→ EXERCISE OBJECTIVE: For the records that follow, please set down exactly the lines between the one holding "filename crates/pagehand-protocols/src/provider/request_tests.rs" and the one holding "assert_eq!(request.max_tokens, 1000);", inclusive, and only those.

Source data

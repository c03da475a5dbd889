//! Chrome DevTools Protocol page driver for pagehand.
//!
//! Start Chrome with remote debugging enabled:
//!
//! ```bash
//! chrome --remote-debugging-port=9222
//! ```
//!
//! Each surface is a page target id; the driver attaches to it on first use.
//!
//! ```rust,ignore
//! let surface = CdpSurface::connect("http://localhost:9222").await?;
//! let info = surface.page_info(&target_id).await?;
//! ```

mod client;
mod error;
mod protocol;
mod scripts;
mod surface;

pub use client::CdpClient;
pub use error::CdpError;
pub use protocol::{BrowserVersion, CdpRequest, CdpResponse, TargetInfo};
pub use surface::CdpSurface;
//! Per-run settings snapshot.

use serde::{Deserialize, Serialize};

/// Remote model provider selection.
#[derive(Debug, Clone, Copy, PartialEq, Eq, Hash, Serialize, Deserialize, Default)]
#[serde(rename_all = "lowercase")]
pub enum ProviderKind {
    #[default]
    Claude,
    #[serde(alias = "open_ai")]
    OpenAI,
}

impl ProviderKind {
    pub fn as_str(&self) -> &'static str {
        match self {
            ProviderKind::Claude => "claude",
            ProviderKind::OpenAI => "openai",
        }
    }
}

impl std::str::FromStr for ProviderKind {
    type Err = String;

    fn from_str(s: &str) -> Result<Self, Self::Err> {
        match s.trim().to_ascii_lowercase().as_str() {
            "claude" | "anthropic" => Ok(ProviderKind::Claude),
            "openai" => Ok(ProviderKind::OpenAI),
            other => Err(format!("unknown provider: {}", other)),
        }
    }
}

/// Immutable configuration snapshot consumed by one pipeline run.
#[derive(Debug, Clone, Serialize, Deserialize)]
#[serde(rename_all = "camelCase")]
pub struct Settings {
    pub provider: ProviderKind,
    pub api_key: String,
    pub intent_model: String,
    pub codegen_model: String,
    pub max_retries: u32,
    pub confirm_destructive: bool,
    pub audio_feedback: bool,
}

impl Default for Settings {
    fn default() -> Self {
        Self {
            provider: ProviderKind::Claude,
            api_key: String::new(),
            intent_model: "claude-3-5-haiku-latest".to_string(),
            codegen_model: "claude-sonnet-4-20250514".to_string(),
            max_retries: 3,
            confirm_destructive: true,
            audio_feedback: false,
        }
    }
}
* * *
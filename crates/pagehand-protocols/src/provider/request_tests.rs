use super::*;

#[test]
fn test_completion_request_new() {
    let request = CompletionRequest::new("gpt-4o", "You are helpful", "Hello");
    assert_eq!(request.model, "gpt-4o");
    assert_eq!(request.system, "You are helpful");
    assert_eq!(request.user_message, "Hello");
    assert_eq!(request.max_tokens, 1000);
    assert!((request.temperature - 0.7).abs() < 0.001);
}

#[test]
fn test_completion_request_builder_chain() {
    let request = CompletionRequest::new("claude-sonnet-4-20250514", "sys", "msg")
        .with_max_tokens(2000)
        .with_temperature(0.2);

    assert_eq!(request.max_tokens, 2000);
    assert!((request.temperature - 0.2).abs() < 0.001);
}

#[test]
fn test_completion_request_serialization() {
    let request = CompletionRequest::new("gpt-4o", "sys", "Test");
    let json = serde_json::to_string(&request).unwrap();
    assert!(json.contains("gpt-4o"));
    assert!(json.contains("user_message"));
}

→ WRITTEN REPLY:
filename crates/pagehand-protocols/src/provider/request_tests.rs
use super::*;

#[test]
fn test_completion_request_new() {
    let request = CompletionRequest::new("gpt-4o", "You are helpful", "Hello");
    assert_eq!(request.model, "gpt-4o");
    assert_eq!(request.system, "You are helpful");
    assert_eq!(request.user_message, "Hello");
    assert_eq!(request.max_tokens, 1000);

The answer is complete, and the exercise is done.